Extracted entries: Begin

//! CLI entry point for glade-layout
//!
//! Provides command-line interface for parsing layouts, injecting CSS
//! names, and showing cached documents.

use anyhow::Context;
use clap::{Parser, Subcommand};
use colored::*;
use glade_layout::{
    core::{DiagnosticKind, Document, LayoutParser, NamingOptions, ParseOptions},
    store::{load_class_filters, LayoutCache, LayoutFile},
};
use simplelog::{ColorChoice, Config, LevelFilter, TermLogger, TerminalMode};
use std::path::{Path, PathBuf};

#[derive(Parser)]
#[command(name = "glade-layout")]
#[command(author, version, about, long_about = None)]
struct Cli {
    /// Log parse details (repeat for debug output)
    #[arg(short, long, action = clap::ArgAction::Count, global = true)]
    verbose: u8,

    #[command(subcommand)]
    command: Commands,
}

#[derive(Subcommand)]
enum Commands {
    /// Parse a layout and list its objects
    Parse {
        /// Path to the Glade file
        file: PathBuf,

        /// Drop objects declared without an id
        #[arg(long)]
        skip_empty_id: bool,

        /// Drop objects whose id starts with a lower-case letter
        #[arg(long)]
        skip_lowercase_first: bool,

        /// Write the parsed document to a JSON cache file
        #[arg(long, value_name = "OUT")]
        json: Option<PathBuf>,
    },

    /// Give every widget a CSS name built from its id, rewriting the file
    Name {
        /// Path to the Glade file
        file: PathBuf,

        /// Lower-case the generated names
        #[arg(long)]
        lower_case: bool,

        /// Replace names that already exist
        #[arg(long, conflicts_with = "clear")]
        force: bool,

        /// Remove existing names and add none
        #[arg(long)]
        clear: bool,

        /// Extra class to leave untouched (repeatable)
        #[arg(long = "skip-class", value_name = "CLASS")]
        skip_classes: Vec<String>,

        /// File listing classes to leave untouched, one per line
        #[arg(long, value_name = "FILE")]
        filters: Option<PathBuf>,
    },

    /// Print a cached document
    Show {
        /// Path to the JSON cache file
        cache: PathBuf,
    },
}

fn main() -> anyhow::Result<()> {
    let cli = Cli::parse();
    init_logging(cli.verbose);

    match cli.command {
        Commands::Parse {
            file,
            skip_empty_id,
            skip_lowercase_first,
            json,
        } => {
            let options = ParseOptions {
                skip_empty_id,
                skip_lowercase_first,
                ..ParseOptions::default()
            };
            parse_layout(&file, options, json.as_deref())?
        }
        Commands::Name {
            file,
            lower_case,
            force,
            clear,
            skip_classes,
            filters,
        } => {
            let mut naming = NamingOptions {
                enabled: true,
                lower_case,
                force,
                clear,
                ..NamingOptions::default()
            };
            if let Some(filters) = filters {
                let path = expand(&filters)?;
                naming.skip_classes = load_class_filters(&path)?;
            }
            naming.skip_classes.extend(skip_classes);

            let options = ParseOptions {
                naming,
                ..ParseOptions::default()
            };
            name_layout(&file, options)?
        }
        Commands::Show { cache } => show_cache(&cache)?,
    }

    Ok(())
}

fn init_logging(verbose: u8) {
    let level = match verbose {
        0 => LevelFilter::Warn,
        1 => LevelFilter::Info,
        _ => LevelFilter::Debug,
    };

    if TermLogger::init(level, Config::default(), TerminalMode::Stderr, ColorChoice::Auto).is_err()
    {
        eprintln!("Could not initialize logging");
    }
}

/// Expand tilde in path
fn expand(path: &Path) -> anyhow::Result<PathBuf> {
    let expanded = shellexpand::tilde(
        path.to_str()
            .ok_or_else(|| anyhow::anyhow!("Invalid path encoding"))?,
    );
    Ok(PathBuf::from(expanded.as_ref()))
}

/// Parse a layout and print its objects
fn parse_layout(file: &Path, options: ParseOptions, json: Option<&Path>) -> anyhow::Result<()> {
    let path = expand(file)?;

    println!("{} Parsing layout: {}", "→".cyan(), path.display());

    let layout = LayoutFile::new(path)?;
    let mut document = layout.load(&LayoutParser::new(options))?.document;

    print_document(&document);

    if let Some(json) = json {
        let cache = LayoutCache::new(expand(json)?);
        cache
            .write(&mut document)
            .with_context(|| format!("Failed to write cache {}", cache.path().display()))?;
        println!("{} Cached to {}", "✓".green(), cache.path().display());
    }

    Ok(())
}

/// Run the naming pass and report what changed
fn name_layout(file: &Path, options: ParseOptions) -> anyhow::Result<()> {
    let path = expand(file)?;
    let layout = LayoutFile::new(path)?;
    let loaded = layout.load(&LayoutParser::new(options))?;

    let unnamed = loaded
        .document
        .diagnostics
        .iter()
        .filter(|d| d.kind == DiagnosticKind::UnnameableObject)
        .count();

    match loaded.backup {
        Some(backup) => {
            println!(
                "{} {} rewritten",
                "✓".green().bold(),
                layout.path().display().to_string().bold()
            );
            println!("  {} {}", "Backup:".dimmed(), backup.display());
        }
        None => println!("{} Nothing to change", "✓".green()),
    }

    let named = loaded
        .document
        .objects
        .iter()
        .filter(|o| o.already_named)
        .count();
    println!(
        "  {} of {} objects named",
        named.to_string().cyan(),
        loaded.document.objects_count
    );

    if unnamed > 0 {
        println!(
            "{}",
            format!("⚠ {} object(s) could not be named", unnamed).yellow()
        );
    }

    Ok(())
}

/// Print a cached document
fn show_cache(cache: &Path) -> anyhow::Result<()> {
    let cache = LayoutCache::new(expand(cache)?);
    let document = cache.read()?;

    if !document.updated_on.is_empty() {
        println!("{} {}", "Cached on:".dimmed(), document.updated_on);
    }
    print_document(&document);

    Ok(())
}

fn print_document(document: &Document) {
    println!(
        "{}",
        format!("Objects from: {} (requires {})\n", document.filename, document.requires).bold()
    );

    for object in &document.objects {
        let id = if object.id.is_empty() {
            "(no id)".dimmed()
        } else {
            object.id.cyan().bold()
        };
        println!("{} {}", id, object.class.green());

        for property in &object.properties {
            let marker = if property.translatable { "*" } else { " " };
            println!("  {}{} = {}", marker.yellow(), property.name, property.value);
        }
        for signal in &object.signals {
            println!("  {} {} → {}", "⚡".magenta(), signal.name, signal.handler);
        }
        for packing in &object.packing {
            println!("  {} {} = {}", "▣".dimmed(), packing.name, packing.value);
        }
    }

    if !document.comments.is_empty() {
        println!("\n{} {} comment(s)", "•".dimmed(), document.comments.len());
    }

    println!(
        "\n{} Total: {} objects",
        "✓".green(),
        document.objects_count
    );

    let warnings = document.diagnostics.len();
    if warnings > 0 {
        println!(
            "{}",
            format!("⚠ {} line(s) skipped or flagged, see warnings above", warnings).yellow()
        );
    }
}
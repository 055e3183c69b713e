// Copyright 2025 Eric Jingryd (tidynest@proton.me)
//
// Licensed under the Apache License, Version 2.0 (the "License");
// you may not use this file except in compliance with the License.
// You may obtain a copy of the License at
//
//     http://www.apache.org/licenses/LICENSE-2.0
//
// Unless required by applicable law or agreed to in writing, software
// distributed under the License is distributed on an "AS IS" BASIS,
// WITHOUT WARRANTIES OR CONDITIONS OF ANY KIND, either express or implied.
// See the License for the specific language governing permissions and
// limitations under the License.

//! Layout file access with backup and atomic rewrite
//!
//! This module is the only part of the crate that touches the filesystem:
//!
//! - **Loading**: reads a layout file and parses it with a `LayoutParser`
//! - **Rewriting**: when naming injection edited the document, the original
//!   is copied to a timestamped backup and the new text replaces it atomically
//! - **Caching**: the parsed document round-trips through a JSON side file
//! - **Filters**: naming class exclusions can be read from a text file
//!
//! # Example
//!
//! ```no_run
//! use glade_layout::core::{LayoutParser, NamingOptions, ParseOptions};
//! use glade_layout::store::LayoutFile;
//!
//! let options = ParseOptions {
//!     naming: NamingOptions { enabled: true, ..NamingOptions::default() },
//!     ..ParseOptions::default()
//! };
//!
//! let file = LayoutFile::new("window.glade".into())?;
//! let loaded = file.load(&LayoutParser::new(options))?;
//!
//! if let Some(backup) = loaded.backup {
//!     println!("Original saved to {}", backup.display());
//! }
//! # Ok::<(), glade_layout::store::StoreError>(())
//! ```

use chrono::Local;
use std::{
    fs,
    path::{Path, PathBuf},
};

use crate::core::{Document, LayoutParser};

pub mod cache;
mod error;
pub mod filters;
pub mod transaction;

pub use cache::LayoutCache;
pub use error::StoreError;
pub use filters::{load_class_filters, parse_class_filters};
pub use transaction::RewriteTransaction;

#[cfg(test)]
mod tests;

/// Timestamp format used in backup file names
pub const BACKUP_TIMESTAMP: &str = "%Y-%m-%d_%H%M%S";

/// A parsed layout and, when it was rewritten, the backup of the original
#[derive(Debug)]
pub struct LoadedLayout {
    pub document: Document,
    pub backup: Option<PathBuf>,
}

/// A layout file on disk.
#[derive(Debug)]
pub struct LayoutFile {
    path: PathBuf,
}

impl LayoutFile {
    /// Opens a layout file.
    ///
    /// # Errors
    ///
    /// Returns `StoreError::NotFound` if the file doesn't exist.
    pub fn new(path: PathBuf) -> Result<Self, StoreError> {
        if !path.exists() {
            return Err(StoreError::NotFound(path));
        }

        if path.read_link().is_ok() {
            log::warn!(
                "{} is a symlink; a rewrite replaces the link with a regular file",
                path.display()
            );
        }

        Ok(Self { path })
    }

    pub fn path(&self) -> &Path {
        &self.path
    }

    /// Reads the raw file content.
    pub fn read(&self) -> Result<Vec<u8>, StoreError> {
        Ok(fs::read(&self.path)?)
    }

    /// Parses the file, rewriting it when naming injection changed it.
    ///
    /// The rewrite goes through a `RewriteTransaction`: backup first, then
    /// an atomic replace. If the replace fails the original is untouched.
    pub fn load(&self, parser: &LayoutParser) -> Result<LoadedLayout, StoreError> {
        let bytes = self.read()?;
        let document = parser.parse_bytes(&bytes, &self.path.display().to_string())?;

        log::info!(
            "Parsed {}: {} objects, requires {}",
            self.path.display(),
            document.objects_count,
            document.requires
        );

        if !document.is_modified() {
            return Ok(LoadedLayout {
                document,
                backup: None,
            });
        }

        let transaction = RewriteTransaction::begin(self)?;
        let backup = transaction.backup_path().to_path_buf();
        transaction.commit(&document.render())?;

        log::info!(
            "Rewrote {} (backup at {})",
            self.path.display(),
            backup.display()
        );

        Ok(LoadedLayout {
            document,
            backup: Some(backup),
        })
    }

    /// Copies the file to `<file>.<timestamp>.bak` next to it.
    ///
    /// A numeric suffix is added when a backup with the same timestamp
    /// already exists, so earlier backups are never overwritten.
    pub fn create_timestamped_backup(&self) -> Result<PathBuf, StoreError> {
        let timestamp = Local::now().format(BACKUP_TIMESTAMP).to_string();

        let original_name = self
            .path
            .file_name()
            .ok_or_else(|| {
                StoreError::BackupFailed(format!("{} has no file name", self.path.display()))
            })?
            .to_string_lossy();

        let mut backup_path = self.path.with_file_name(format!("{}.{}.bak", original_name, timestamp));
        let mut attempt = 1;
        while backup_path.exists() {
            backup_path = self
                .path
                .with_file_name(format!("{}.{}.{}.bak", original_name, timestamp, attempt));
            attempt += 1;
        }

        fs::copy(&self.path, &backup_path).map_err(|e| {
            StoreError::BackupFailed(format!("{}: {}", backup_path.display(), e))
        })?;

        Ok(backup_path)
    }
}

Extracted entries: End

Exercise: Your answer should be each line from the entries that includes the string "LayoutFile".

Exercise solution:
    store::{load_class_filters, LayoutCache, LayoutFile},
    let layout = LayoutFile::new(path)?;
    let layout = LayoutFile::new(path)?;
//! use glade_layout::store::LayoutFile;
//! let file = LayoutFile::new("window.glade".into())?;
pub struct LayoutFile {
impl LayoutFile {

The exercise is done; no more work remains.